RECORDS SUPPLIED:
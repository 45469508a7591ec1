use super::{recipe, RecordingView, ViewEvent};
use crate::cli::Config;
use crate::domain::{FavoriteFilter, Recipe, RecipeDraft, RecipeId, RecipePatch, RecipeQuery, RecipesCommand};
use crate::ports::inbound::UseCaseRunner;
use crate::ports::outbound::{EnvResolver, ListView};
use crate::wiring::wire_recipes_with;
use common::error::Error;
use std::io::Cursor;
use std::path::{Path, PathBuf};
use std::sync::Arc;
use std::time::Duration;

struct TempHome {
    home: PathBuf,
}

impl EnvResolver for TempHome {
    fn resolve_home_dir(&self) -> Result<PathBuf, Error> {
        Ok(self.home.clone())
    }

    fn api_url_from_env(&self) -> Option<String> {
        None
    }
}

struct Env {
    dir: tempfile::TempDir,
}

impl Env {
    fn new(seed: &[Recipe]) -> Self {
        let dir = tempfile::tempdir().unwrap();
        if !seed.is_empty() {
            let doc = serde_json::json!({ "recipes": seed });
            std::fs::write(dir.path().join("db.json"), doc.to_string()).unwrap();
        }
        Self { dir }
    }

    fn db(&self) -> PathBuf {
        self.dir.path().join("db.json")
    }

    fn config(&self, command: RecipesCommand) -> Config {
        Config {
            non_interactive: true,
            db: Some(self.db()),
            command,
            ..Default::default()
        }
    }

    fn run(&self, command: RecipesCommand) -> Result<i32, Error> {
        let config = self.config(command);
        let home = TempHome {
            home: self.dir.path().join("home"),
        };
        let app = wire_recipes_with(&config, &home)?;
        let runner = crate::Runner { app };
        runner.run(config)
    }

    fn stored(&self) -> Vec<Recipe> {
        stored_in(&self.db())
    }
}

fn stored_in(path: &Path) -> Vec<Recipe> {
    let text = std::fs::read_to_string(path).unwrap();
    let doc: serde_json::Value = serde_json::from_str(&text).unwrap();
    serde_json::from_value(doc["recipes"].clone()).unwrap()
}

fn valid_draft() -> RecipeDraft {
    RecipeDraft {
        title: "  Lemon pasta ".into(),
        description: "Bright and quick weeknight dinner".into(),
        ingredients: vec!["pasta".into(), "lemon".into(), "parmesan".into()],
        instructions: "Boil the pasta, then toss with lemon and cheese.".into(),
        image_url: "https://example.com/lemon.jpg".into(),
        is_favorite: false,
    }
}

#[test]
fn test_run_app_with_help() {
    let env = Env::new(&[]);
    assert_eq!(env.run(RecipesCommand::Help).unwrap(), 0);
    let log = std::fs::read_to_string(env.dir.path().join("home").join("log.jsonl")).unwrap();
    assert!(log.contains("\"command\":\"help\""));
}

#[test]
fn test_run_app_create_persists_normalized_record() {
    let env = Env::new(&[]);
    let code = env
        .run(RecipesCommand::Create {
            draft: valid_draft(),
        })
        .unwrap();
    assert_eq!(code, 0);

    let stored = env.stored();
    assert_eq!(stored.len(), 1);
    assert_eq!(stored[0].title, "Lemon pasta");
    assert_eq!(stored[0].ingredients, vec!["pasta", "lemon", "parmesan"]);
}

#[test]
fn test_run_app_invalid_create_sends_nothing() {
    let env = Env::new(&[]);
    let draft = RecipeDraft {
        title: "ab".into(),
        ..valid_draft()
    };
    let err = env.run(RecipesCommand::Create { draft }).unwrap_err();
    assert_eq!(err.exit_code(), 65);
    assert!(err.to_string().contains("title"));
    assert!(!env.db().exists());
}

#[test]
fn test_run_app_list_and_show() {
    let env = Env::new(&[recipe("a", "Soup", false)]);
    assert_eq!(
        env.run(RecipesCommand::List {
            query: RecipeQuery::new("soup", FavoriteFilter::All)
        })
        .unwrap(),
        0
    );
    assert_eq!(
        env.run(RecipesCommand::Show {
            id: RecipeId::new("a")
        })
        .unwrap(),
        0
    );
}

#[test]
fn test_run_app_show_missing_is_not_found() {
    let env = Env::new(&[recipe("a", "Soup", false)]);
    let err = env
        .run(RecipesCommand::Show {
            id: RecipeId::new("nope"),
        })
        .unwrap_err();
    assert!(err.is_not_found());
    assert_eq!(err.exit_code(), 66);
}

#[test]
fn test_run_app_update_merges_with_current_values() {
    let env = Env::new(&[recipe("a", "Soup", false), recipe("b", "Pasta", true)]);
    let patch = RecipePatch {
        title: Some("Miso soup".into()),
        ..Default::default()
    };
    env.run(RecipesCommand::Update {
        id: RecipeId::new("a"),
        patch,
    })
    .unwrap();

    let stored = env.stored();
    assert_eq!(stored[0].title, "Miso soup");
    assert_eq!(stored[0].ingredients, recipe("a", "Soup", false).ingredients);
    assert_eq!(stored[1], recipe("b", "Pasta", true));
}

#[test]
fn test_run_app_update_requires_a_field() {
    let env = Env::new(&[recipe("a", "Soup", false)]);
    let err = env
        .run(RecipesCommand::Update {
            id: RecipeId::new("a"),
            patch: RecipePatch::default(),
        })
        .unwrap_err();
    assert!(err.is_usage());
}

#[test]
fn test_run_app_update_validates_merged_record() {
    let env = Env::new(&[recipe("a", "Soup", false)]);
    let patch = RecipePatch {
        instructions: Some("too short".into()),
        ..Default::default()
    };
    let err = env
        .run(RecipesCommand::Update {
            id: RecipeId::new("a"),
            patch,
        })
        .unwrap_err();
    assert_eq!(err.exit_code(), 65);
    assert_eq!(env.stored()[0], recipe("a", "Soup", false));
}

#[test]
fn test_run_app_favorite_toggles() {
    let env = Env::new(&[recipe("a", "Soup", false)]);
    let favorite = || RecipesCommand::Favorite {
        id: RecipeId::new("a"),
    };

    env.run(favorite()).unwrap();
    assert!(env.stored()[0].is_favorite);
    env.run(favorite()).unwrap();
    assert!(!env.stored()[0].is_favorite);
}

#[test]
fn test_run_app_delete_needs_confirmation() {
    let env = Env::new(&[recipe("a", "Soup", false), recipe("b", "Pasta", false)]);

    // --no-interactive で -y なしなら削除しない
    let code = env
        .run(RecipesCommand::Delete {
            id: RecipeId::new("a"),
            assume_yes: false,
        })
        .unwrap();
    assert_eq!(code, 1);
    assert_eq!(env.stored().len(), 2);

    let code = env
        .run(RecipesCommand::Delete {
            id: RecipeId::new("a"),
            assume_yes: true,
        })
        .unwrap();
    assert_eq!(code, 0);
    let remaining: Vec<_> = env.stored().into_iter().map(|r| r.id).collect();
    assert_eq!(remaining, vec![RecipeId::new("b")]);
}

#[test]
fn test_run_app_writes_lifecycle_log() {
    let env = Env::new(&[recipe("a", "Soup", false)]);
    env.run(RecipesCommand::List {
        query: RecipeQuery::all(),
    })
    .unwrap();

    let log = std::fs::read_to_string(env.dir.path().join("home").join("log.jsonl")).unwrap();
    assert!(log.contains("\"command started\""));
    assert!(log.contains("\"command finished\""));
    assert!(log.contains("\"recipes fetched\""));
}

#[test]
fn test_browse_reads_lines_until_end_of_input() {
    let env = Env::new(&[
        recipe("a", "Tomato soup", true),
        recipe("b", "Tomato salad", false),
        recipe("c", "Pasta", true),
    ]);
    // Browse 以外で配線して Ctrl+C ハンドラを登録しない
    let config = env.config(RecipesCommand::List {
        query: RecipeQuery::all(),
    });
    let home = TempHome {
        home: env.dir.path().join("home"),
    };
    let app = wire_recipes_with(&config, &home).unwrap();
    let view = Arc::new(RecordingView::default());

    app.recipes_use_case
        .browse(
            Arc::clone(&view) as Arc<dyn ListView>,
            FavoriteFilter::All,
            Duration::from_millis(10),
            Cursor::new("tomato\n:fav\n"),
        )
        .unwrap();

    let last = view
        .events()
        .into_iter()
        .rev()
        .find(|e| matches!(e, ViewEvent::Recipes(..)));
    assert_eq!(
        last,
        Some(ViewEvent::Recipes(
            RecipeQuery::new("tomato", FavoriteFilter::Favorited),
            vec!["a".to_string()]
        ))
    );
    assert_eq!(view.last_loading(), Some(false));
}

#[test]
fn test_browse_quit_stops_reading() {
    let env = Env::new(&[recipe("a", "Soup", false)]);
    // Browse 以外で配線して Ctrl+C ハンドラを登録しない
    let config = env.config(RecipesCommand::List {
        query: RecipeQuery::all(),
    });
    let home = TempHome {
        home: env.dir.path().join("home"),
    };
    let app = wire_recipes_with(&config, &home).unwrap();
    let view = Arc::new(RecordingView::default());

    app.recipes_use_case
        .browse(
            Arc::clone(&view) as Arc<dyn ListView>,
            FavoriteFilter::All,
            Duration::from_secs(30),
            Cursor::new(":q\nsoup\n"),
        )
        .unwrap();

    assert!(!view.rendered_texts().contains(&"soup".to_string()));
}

REQUIRED ACTION:
Could you output, exactly and with nothing else, the lines from the start of the records through the line containing "let doc: serde_json::Value"?

WRITTEN ANSWER:
repository 45469508a7591ec1
use super::{recipe, RecordingView, ViewEvent};
use crate::cli::Config;
use crate::domain::{FavoriteFilter, Recipe, RecipeDraft, RecipeId, RecipePatch, RecipeQuery, RecipesCommand};
use crate::ports::inbound::UseCaseRunner;
use crate::ports::outbound::{EnvResolver, ListView};
use crate::wiring::wire_recipes_with;
use common::error::Error;
use std::io::Cursor;
use std::path::{Path, PathBuf};
use std::sync::Arc;
use std::time::Duration;

struct TempHome {
    home: PathBuf,
}

impl EnvResolver for TempHome {
    fn resolve_home_dir(&self) -> Result<PathBuf, Error> {
        Ok(self.home.clone())
    }

    fn api_url_from_env(&self) -> Option<String> {
        None
    }
}

struct Env {
    dir: tempfile::TempDir,
}

impl Env {
    fn new(seed: &[Recipe]) -> Self {
        let dir = tempfile::tempdir().unwrap();
        if !seed.is_empty() {
            let doc = serde_json::json!({ "recipes": seed });
            std::fs::write(dir.path().join("db.json"), doc.to_string()).unwrap();
        }
        Self { dir }
    }

    fn db(&self) -> PathBuf {
        self.dir.path().join("db.json")
    }

    fn config(&self, command: RecipesCommand) -> Config {
        Config {
            non_interactive: true,
            db: Some(self.db()),
            command,
            ..Default::default()
        }
    }

    fn run(&self, command: RecipesCommand) -> Result<i32, Error> {
        let config = self.config(command);
        let home = TempHome {
            home: self.dir.path().join("home"),
        };
        let app = wire_recipes_with(&config, &home)?;
        let runner = crate::Runner { app };
        runner.run(config)
    }

    fn stored(&self) -> Vec<Recipe> {
        stored_in(&self.db())
    }
}

fn stored_in(path: &Path) -> Vec<Recipe> {
    let text = std::fs::read_to_string(path).unwrap();
    let doc: serde_json::Value = serde_json::from_str(&text).unwrap();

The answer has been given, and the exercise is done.